Lost in La La Land(62)
Like a coward, a villain, I never told them about la la land. I never told them who I was. And with no one to care for Lana, or about her, there was no one asking questions.
She was a crazy woman, just as her ex-husband had declared her to be.
And all the guilt of her situation rested on me.
She would live out her life in la la land, lost forever, and I would be stuck with the bill. Only I would never have the amount needed to cover it.
Chapter Twenty-Eight
Palm Springs, 2030
I sat in the window, watching the gray day as the rain came down.
Her reflection and mine were so close, our eyes almost matching in the lost stare we both had. Her gown was the difference. That and the gauntness of her face.
Lana sat in the chair, permanently gone. The dose of nanobots was in her, letting her live, freeing her, taking over her brain.

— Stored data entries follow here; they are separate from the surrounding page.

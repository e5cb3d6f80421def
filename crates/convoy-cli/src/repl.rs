//! Interactive REPL — readline-driven chat loop against the agent runtime.
//!
//! Uses `rustyline` for readline-style editing with persistent history.

use anyhow::Result;
use rustyline::config::Configurer;
use rustyline::history::DefaultHistory;
use rustyline::{DefaultEditor, Editor};
use tracing::debug;

use convoy_agent::AgentLoop;

use crate::helpers;

/// Exit commands (case-insensitive match).
const EXIT_COMMANDS: &[&str] = &["exit", "quit", "/exit", "/quit", ":q"];

/// Run the interactive REPL loop.
pub async fn run(
    agent: AgentLoop,
    session_id: &str,
    render_markdown: bool,
    _show_logs: bool,
) -> Result<()> {
    helpers::print_banner();

    let mut editor = create_editor()?;

    loop {
        // Read input
        let input = match editor.readline("You: ") {
            Ok(line) => line,
            Err(rustyline::error::ReadlineError::Interrupted) => {
                // Ctrl-C — exit cleanly
                break;
            }
            Err(rustyline::error::ReadlineError::Eof) => {
                // Ctrl-D — exit cleanly
                break;
            }
            Err(e) => {
                eprintln!("Input error: {e}");
                break;
            }
        };

        let trimmed = input.trim();
        if trimmed.is_empty() {
            continue;
        }

        // Check exit commands
        if is_exit_command(trimmed) {
            println!("\nGoodbye! 👋");
            break;
        }

        // Add to history
        let _ = editor.add_history_entry(&input);

        // Process message
        debug!(session = session_id, input = trimmed, "processing input");
        helpers::print_thinking();

        match agent.process_direct(trimmed).await {
            Ok(response) => {
                helpers::clear_thinking();
                helpers::print_response(&response, render_markdown);
            }
            Err(e) => {
                helpers::clear_thinking();
                eprintln!("\n❌ Error: {e}\n");
            }
        }
    }

    // Save history
    save_history(&mut editor);

    Ok(())
}

/// Create a rustyline editor with history.
fn create_editor() -> Result<Editor<(), DefaultHistory>> {
    let mut editor = DefaultEditor::new()?;
    editor.set_max_history_size(1000)?;

    // Load history from ~/.convoy/history/cli_history
    let history_path = history_path();
    if history_path.exists() {
        let _ = editor.load_history(&history_path);
        debug!("loaded REPL history from {}", history_path.display());
    }

    Ok(editor)
}

/// Save history to disk.
fn save_history(editor: &mut Editor<(), DefaultHistory>) {
    let path = history_path();
    if let Some(parent) = path.parent() {
        let _ = std::fs::create_dir_all(parent);
    }
    if let Err(e) = editor.save_history(&path) {
        debug!("failed to save history: {e}");
    }
}

/// Path to the history file.
fn history_path() -> std::path::PathBuf {
    convoy_core::utils::get_data_path().join("history").join("cli_history")
}

/// Check if input is an exit command.
fn is_exit_command(input: &str) -> bool {
    let lower = input.to_lowercase();
    EXIT_COMMANDS.contains(&lower.as_str())
}

// ─────────────────────────────────────────────
// Tests
// ─────────────────────────────────────────────



Her mouth was slack and her eyes dead, her skin gray and her nails peeling. Her lips were chapped and if you looked closely enough, they moved. She whispered to you the secrets of where she was. She told you of what she’d done that day, and she let you into the most intimate of moments. Sometimes a flush hit her cheeks or her lips almost puckered.
In her eyes, the day and nights moved at a pace she dictated.
In the real world she withered, sitting in front of a false window where it always rained and it was always gray, neither awake nor asleep, just gone.
It broke my heart to see it, to feel the lifeless touch of her hand in mine.
But at the same time, I told myself, she wanted this. She wanted this end. She wanted her family and her life there.
The real world was lost to her.
Lana Delacroix had climbed the icy banks of the shore, saved by the man who would be swept away seconds later. She met his eyes as he bobbed once, just above the water for a second. She saw the lifetime they might have shared slip away with the freezing muddy water. In that instant, he’d pulled her with him. He’d taken her heart, her whole heart, with him to his icy grave. He’d saved it, protected it in heaven.
But Lana was not like me. She could live without a heart.
She coasted and floated and acted like a person.
She married someone her parents needed her to.
She bought shoes and perfume and had sex, never making love.
She lived as a shell in a half life, already a robot when the nanobots found her.
They had brought her back.
They alone gave her the life she had witnessed once in a flash, before it was taken.
And now Lana sat, alone, truly a robot.
In the reflection of the window, I saw it all. Me here, me sitting next to her. Not holding her hands, but slumped in my seat as well. In one version of this tale, this cautionary tale, we matched, she and I.
My hospital gown was baggy and my hair was thinning. My skin was pale and my heart missing. The spark in my eyes, the one that suggested I had thoughts and feelings and hopes, was gone.
I too sat, staring out at the gray world, the one where it was always raining and cloudy.
I too saw the world passing by in the flecks of my eyes as I lived in my mind, a host to a whole world. A world with a real moon, stars, and sun and a son, daughter, and husband—a whole galaxy living inside the flecks in my eyes.
This was my nightmare. A ghost I had brought out of the machine with me.
Every time it rained, I checked, to ensure I wasn't in the machine. I wasn't sitting in front of the rain wall in the hospital with Lana, lost in the dreariness of it all.
There was always a chance that I’d gone in and this world was a figment of my imagination.
And I wondered what I would want.
I contemplated the syringe in my bag, the one that linked to the tablet next to it. The one that would bring her back.
The one that would ease my guilt.
I could wake her up and she would be forced back to the land of the living, and she could choose how she lived or died.
She wouldn’t be a slave to the games played with her mind, the games she was playing.
It would ease my guilt to know she was alive and whatever harm fell upon her was her choice.
I reached into the bag, touching it, feeling the cold glass of the siren’s holder, and I contemplated for the longest second of my life.
I glanced back at Lana once more, putting the syringe back at the bottom of my purse.
“I am so sorry, Lana. I want to wish we’d never met.” I blinked a single tear and stared out at the rainy day once more.
The selfish truth was that had I not met Lana, I never would have found my heart again. It would still be lost in la la land, buried. I’d had to crawl through the levels of hell to find it; punish myself enough for everything that I’d fucked up, to dig it up from the ashes where I’d left it. But now that I’d found it, I didn't entirely regret sacrificing her to have it back. For the truth in all this, was that I was the evil queen and she was the sleeping princess.
Had I not joined her in the trip to rock bottom, I wouldn't be clawing my way back up to the land of the living.
But she would be different too. Maybe alive. Probably not. But Gilda would be.
Gilda.
Pushing it all away as a cold shiver of self-hatred crossed my body, I squeezed her hand once more before letting go and getting up.
I walked for the door, taking my guilt with me and leaving her the freedom she had so badly wanted. If my peace of mind over what I’d done to her couldn’t be gained through time and healing, it certainly wouldn’t be gained by bringing Lana back.